**About this task**
Go through the data and count each line that has the string "IntoResponse". Give that count alone.

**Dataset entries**

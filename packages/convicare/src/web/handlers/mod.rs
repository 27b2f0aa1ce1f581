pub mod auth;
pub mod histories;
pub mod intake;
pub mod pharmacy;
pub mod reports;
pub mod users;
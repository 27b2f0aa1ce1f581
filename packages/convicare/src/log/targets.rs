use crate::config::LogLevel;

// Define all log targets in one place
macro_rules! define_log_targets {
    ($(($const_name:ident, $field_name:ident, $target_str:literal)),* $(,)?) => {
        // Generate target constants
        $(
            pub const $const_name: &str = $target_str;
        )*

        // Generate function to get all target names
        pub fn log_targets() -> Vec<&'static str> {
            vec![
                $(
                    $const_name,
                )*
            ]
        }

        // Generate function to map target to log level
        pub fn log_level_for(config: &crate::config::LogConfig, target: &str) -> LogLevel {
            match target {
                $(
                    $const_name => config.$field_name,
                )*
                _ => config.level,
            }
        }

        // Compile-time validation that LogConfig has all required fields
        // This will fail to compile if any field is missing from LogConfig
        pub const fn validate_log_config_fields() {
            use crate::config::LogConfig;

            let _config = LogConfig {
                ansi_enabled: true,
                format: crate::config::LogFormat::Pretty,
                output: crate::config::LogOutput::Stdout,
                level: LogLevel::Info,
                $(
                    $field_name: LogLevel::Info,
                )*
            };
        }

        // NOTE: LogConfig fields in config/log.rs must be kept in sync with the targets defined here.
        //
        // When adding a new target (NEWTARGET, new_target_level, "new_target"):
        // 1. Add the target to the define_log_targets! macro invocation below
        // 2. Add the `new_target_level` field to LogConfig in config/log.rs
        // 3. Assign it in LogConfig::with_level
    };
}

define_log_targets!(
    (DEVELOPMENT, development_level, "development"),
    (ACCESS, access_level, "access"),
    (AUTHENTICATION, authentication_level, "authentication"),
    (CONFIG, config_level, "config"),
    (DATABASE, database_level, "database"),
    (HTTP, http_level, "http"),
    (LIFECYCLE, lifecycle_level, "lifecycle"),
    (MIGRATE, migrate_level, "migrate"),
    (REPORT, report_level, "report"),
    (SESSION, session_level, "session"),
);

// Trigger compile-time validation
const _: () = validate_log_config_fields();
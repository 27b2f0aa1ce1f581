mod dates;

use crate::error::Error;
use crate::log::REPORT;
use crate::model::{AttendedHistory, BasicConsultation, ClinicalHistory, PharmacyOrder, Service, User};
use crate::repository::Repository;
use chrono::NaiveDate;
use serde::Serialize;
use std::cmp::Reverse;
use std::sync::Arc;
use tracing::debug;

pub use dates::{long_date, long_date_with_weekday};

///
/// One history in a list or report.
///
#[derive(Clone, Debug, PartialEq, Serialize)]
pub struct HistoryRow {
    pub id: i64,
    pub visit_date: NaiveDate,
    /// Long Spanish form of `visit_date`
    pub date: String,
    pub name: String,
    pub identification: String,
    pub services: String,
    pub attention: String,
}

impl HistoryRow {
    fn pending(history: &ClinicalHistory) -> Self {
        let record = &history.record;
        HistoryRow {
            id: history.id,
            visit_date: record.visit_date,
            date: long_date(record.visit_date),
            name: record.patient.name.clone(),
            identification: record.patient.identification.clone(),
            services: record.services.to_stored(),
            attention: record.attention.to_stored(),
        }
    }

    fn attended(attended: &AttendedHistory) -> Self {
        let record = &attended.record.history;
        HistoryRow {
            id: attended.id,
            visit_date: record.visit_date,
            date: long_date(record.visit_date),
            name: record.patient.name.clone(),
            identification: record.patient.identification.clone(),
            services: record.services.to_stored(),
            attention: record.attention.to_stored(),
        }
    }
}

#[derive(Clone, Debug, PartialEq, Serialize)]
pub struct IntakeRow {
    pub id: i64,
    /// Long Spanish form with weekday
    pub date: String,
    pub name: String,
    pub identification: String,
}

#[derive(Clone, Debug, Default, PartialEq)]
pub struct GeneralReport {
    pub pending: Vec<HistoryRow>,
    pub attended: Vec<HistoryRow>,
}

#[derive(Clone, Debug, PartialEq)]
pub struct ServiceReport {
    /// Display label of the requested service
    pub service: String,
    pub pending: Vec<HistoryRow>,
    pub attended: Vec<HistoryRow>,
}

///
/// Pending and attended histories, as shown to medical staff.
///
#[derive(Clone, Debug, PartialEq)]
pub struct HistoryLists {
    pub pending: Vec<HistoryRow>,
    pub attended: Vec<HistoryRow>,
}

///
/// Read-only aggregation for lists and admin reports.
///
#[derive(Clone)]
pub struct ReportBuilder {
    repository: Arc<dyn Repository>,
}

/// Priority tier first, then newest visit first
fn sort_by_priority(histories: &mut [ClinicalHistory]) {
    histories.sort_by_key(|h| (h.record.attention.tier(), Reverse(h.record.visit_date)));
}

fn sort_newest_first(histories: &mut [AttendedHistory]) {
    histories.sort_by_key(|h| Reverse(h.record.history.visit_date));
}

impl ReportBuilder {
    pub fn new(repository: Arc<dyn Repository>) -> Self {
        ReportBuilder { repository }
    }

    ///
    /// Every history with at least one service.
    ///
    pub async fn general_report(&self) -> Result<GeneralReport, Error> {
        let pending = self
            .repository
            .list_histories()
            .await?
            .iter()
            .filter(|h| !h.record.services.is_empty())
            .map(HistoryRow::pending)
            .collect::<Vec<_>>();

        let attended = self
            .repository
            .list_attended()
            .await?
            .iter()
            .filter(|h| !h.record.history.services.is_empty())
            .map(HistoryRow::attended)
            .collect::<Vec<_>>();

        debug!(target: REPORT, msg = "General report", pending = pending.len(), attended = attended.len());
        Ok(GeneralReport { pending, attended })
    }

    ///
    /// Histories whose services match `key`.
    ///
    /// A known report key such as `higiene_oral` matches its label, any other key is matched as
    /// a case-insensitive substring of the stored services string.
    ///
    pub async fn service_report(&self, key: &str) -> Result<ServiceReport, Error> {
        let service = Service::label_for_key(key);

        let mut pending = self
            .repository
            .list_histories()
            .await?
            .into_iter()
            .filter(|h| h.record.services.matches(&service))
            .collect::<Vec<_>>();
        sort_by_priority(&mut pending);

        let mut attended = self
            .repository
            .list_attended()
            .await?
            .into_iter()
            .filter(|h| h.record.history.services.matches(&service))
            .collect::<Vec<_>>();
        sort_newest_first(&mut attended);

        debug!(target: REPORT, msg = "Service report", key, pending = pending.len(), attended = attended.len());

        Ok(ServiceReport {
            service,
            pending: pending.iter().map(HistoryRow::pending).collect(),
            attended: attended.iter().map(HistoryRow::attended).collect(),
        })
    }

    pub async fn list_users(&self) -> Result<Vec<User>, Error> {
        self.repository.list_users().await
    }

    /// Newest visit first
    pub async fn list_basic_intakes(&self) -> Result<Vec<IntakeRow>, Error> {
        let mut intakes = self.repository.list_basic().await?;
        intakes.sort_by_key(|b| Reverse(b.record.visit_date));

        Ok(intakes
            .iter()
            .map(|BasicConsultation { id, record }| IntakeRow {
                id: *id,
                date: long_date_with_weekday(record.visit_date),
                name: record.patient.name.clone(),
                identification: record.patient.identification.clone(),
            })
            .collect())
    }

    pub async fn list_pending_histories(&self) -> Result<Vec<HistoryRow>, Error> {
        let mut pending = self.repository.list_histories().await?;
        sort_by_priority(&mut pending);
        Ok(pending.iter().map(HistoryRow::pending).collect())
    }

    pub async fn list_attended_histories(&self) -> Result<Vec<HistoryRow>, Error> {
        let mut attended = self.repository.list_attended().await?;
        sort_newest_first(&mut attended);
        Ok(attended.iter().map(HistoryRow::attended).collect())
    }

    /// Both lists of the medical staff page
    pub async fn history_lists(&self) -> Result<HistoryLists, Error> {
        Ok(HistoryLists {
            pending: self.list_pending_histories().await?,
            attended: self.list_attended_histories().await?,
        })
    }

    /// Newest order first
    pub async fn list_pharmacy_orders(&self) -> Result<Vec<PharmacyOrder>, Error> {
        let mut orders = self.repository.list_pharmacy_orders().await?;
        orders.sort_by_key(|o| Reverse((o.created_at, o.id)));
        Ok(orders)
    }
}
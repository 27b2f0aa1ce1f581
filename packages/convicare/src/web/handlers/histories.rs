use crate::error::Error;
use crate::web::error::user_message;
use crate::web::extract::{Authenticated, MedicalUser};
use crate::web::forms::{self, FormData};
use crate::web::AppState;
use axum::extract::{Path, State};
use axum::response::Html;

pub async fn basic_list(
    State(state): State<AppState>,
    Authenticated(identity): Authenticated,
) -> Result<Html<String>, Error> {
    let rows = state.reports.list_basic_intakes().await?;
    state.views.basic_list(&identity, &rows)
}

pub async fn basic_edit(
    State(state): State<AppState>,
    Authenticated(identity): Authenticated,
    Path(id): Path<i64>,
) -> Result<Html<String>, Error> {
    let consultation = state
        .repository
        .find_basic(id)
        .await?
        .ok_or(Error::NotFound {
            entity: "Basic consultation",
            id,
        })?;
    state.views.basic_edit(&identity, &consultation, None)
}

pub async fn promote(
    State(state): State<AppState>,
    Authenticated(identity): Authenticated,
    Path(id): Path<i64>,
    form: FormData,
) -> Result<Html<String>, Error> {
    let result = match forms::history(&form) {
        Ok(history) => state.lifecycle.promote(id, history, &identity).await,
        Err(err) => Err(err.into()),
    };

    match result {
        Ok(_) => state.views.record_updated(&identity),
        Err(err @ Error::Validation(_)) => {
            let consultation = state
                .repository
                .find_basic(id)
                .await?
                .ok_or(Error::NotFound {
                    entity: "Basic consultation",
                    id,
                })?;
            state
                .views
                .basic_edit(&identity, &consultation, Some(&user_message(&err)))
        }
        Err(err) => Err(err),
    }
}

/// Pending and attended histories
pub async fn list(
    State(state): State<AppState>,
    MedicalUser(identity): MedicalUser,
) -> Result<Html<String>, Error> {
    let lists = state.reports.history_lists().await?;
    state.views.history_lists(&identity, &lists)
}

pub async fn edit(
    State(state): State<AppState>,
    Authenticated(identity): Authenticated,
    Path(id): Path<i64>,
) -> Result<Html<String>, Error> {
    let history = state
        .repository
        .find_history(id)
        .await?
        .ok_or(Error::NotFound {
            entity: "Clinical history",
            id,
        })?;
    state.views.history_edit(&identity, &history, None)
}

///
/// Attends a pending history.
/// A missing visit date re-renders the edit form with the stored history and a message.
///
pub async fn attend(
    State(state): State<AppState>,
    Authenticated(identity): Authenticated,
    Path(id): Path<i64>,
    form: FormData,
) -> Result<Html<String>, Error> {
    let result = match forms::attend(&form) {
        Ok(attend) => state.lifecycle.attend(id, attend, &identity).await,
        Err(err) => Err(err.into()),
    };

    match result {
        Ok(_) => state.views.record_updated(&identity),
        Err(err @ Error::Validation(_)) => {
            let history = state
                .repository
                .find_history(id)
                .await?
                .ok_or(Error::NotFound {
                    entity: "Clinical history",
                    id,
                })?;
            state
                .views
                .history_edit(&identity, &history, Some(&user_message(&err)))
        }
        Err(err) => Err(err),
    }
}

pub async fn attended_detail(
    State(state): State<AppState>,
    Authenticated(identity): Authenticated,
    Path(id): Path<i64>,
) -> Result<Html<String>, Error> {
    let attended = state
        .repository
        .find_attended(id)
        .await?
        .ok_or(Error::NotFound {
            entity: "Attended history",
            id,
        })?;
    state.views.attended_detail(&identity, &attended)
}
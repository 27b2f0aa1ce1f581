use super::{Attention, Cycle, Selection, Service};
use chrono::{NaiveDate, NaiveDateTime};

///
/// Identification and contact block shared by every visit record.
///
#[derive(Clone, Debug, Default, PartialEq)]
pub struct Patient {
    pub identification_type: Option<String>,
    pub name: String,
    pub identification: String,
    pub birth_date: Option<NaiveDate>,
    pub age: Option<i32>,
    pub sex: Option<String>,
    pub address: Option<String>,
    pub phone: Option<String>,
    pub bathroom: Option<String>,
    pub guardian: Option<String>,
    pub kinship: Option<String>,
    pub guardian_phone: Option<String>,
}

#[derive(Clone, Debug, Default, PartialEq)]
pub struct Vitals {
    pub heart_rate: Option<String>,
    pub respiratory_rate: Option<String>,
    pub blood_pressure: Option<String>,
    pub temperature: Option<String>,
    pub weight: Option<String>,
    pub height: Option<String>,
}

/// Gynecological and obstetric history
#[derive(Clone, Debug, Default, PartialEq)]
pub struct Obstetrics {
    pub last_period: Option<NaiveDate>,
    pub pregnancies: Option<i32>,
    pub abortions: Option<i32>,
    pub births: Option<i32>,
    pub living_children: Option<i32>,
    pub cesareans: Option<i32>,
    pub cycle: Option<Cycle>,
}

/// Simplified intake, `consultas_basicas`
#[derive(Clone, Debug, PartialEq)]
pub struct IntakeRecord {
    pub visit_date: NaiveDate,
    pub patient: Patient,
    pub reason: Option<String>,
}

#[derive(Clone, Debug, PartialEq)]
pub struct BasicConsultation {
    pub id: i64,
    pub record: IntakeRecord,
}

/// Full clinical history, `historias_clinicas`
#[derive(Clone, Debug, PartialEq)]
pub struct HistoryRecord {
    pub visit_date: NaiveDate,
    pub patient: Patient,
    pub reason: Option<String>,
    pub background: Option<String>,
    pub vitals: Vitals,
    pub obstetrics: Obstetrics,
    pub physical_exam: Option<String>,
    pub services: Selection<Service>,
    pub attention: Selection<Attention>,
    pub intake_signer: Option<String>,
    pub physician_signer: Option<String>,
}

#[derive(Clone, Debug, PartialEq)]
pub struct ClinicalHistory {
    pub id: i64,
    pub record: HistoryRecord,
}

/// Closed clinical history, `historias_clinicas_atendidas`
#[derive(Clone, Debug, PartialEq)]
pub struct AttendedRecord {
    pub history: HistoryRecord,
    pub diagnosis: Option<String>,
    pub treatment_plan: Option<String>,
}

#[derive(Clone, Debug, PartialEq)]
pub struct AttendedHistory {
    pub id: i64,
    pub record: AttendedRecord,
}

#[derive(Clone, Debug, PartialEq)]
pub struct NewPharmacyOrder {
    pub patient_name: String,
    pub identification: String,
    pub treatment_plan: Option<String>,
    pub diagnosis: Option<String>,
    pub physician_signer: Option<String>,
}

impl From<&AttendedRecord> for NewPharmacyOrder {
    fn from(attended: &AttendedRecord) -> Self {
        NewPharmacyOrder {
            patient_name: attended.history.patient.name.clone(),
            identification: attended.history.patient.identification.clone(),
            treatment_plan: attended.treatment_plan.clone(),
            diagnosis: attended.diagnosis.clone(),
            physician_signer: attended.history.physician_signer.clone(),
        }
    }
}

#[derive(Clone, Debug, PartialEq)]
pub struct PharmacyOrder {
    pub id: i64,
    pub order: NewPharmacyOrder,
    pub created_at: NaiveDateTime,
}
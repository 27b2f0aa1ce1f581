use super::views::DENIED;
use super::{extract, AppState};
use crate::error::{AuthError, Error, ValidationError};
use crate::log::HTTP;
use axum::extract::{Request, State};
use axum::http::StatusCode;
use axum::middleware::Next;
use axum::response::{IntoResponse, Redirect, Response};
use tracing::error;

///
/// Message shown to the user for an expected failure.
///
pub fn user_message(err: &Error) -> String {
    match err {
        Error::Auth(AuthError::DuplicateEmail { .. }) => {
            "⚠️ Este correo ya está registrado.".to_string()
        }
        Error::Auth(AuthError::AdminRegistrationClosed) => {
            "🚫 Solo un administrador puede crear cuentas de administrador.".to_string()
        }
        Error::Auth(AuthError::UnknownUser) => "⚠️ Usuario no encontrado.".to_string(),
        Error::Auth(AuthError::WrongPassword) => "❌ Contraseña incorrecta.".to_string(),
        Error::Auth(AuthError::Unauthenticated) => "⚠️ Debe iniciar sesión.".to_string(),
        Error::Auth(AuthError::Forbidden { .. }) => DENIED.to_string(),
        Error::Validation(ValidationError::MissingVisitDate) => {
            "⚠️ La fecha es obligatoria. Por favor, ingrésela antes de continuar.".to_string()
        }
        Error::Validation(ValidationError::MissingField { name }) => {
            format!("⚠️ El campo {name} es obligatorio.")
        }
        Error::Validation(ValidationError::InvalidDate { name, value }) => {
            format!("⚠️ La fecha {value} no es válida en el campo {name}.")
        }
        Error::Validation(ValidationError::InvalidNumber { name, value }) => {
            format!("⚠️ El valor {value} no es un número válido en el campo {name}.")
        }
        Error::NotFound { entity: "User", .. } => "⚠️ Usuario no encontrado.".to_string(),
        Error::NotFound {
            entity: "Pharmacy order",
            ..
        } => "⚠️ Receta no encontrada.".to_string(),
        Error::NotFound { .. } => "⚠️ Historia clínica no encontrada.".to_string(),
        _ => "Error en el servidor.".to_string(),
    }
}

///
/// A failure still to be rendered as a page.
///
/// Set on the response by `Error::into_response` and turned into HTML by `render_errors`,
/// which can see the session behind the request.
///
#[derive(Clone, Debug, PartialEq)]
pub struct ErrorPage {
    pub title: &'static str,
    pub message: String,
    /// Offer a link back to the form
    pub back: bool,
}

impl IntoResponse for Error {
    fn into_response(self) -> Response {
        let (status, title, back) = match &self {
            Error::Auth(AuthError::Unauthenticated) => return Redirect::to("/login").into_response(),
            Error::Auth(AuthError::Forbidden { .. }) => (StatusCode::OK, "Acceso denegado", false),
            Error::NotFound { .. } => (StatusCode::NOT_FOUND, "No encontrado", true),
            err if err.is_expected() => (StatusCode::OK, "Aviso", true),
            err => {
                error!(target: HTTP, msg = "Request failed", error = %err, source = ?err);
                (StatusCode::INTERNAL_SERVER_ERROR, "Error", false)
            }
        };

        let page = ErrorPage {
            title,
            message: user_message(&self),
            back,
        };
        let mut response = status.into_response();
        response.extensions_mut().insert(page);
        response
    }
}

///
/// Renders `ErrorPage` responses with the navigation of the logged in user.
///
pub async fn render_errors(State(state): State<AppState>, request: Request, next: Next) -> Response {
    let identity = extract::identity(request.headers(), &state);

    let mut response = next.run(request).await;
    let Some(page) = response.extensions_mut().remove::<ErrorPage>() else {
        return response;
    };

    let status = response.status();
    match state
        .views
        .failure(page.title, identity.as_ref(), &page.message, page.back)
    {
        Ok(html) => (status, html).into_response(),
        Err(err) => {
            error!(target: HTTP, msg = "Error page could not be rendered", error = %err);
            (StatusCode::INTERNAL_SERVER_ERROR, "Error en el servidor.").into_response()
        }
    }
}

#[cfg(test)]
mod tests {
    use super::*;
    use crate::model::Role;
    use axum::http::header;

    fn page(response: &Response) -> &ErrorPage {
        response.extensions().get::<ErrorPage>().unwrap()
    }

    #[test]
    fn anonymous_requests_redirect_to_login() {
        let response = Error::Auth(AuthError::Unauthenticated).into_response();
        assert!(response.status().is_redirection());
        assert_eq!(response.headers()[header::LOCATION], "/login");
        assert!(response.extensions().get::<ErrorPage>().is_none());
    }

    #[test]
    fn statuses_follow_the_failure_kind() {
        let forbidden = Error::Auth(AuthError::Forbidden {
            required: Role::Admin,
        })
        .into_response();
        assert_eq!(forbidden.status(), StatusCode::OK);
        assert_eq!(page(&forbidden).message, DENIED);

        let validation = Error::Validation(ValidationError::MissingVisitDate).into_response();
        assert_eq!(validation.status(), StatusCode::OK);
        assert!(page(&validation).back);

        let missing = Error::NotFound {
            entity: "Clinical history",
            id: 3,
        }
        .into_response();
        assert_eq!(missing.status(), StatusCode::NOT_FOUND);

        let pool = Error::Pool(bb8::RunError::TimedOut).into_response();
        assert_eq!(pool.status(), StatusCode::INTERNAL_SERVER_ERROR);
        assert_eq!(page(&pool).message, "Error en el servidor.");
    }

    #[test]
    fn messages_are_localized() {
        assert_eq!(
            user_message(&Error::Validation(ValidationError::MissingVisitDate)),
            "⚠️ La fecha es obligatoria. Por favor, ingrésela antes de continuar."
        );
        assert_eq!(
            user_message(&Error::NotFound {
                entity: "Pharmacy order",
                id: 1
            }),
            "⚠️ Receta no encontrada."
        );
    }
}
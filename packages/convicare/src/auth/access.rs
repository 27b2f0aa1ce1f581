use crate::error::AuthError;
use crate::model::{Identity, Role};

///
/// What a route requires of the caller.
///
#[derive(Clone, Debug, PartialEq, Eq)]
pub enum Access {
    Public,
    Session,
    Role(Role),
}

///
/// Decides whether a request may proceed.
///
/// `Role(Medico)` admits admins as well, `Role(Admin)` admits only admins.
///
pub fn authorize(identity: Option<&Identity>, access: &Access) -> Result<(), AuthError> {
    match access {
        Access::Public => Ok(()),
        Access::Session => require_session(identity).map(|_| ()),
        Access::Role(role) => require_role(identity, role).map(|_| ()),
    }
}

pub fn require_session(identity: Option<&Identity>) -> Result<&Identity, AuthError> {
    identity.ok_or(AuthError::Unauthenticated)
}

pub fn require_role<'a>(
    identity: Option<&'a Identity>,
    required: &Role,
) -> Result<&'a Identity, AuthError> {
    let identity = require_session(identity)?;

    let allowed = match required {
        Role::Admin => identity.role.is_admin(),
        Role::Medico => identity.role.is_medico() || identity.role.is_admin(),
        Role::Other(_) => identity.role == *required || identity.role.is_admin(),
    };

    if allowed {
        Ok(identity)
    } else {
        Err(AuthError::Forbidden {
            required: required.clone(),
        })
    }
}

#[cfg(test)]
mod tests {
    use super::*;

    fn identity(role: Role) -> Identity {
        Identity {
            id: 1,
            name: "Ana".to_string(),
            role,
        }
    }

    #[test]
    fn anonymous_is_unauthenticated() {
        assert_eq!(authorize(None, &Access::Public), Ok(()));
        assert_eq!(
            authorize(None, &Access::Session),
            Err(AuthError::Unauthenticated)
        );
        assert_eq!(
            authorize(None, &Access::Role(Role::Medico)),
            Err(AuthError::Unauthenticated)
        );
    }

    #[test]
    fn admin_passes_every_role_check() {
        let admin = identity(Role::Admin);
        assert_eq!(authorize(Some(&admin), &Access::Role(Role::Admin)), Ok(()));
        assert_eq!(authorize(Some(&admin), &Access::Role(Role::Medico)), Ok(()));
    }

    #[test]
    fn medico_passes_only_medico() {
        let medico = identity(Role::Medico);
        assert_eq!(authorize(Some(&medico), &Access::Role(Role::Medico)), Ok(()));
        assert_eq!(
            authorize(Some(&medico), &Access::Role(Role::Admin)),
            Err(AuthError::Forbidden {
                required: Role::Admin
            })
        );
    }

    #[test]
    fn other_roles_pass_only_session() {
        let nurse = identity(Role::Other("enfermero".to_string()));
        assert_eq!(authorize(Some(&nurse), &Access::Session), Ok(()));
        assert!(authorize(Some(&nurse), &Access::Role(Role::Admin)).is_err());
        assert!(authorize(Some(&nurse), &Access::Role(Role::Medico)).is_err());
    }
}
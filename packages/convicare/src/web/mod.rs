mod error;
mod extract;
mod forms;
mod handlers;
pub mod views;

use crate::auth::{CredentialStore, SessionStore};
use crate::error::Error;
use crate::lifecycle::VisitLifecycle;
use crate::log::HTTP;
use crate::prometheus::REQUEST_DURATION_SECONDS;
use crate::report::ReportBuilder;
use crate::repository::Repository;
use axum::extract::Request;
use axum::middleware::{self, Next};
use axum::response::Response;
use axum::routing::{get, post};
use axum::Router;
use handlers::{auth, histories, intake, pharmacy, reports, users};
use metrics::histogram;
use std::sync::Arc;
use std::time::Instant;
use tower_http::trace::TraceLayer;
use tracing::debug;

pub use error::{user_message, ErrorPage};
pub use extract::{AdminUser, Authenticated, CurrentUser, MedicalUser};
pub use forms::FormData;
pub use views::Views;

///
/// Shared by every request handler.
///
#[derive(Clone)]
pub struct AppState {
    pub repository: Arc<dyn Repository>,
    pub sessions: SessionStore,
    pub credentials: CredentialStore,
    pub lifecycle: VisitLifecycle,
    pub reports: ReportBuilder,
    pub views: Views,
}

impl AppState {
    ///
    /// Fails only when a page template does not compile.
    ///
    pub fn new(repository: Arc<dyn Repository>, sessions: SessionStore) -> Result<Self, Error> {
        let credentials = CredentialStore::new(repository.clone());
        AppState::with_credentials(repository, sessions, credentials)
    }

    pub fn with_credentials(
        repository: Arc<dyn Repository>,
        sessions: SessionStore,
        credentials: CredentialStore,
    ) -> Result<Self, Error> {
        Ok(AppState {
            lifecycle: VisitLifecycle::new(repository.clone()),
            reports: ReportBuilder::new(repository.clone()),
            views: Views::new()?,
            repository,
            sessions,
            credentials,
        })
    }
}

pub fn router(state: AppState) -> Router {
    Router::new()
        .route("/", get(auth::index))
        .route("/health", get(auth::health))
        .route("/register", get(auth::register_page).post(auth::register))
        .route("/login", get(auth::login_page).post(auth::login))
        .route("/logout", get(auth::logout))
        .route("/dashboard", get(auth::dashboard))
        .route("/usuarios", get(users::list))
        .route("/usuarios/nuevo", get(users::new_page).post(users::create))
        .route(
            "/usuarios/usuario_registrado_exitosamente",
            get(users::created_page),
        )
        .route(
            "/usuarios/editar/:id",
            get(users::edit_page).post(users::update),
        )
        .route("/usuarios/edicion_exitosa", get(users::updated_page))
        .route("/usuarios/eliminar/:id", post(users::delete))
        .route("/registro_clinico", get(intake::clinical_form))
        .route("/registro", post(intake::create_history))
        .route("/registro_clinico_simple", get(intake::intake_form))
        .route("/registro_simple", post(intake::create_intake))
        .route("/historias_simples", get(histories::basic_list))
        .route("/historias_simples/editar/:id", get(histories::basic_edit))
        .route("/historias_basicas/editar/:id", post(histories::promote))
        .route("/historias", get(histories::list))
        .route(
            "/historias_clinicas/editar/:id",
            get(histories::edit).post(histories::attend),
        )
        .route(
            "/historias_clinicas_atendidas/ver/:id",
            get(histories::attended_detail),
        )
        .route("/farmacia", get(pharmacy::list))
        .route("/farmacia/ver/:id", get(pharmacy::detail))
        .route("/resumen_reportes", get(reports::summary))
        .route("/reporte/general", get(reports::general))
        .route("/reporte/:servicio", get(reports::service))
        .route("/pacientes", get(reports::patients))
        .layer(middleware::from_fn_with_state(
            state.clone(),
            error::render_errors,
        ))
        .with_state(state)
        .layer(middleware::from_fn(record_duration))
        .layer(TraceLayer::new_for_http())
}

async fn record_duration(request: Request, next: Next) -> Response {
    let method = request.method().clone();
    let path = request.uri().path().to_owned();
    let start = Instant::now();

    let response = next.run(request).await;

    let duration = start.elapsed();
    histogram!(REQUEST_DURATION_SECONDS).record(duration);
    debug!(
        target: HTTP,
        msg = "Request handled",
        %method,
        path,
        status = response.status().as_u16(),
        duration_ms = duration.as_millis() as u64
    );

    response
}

**Answer section**
2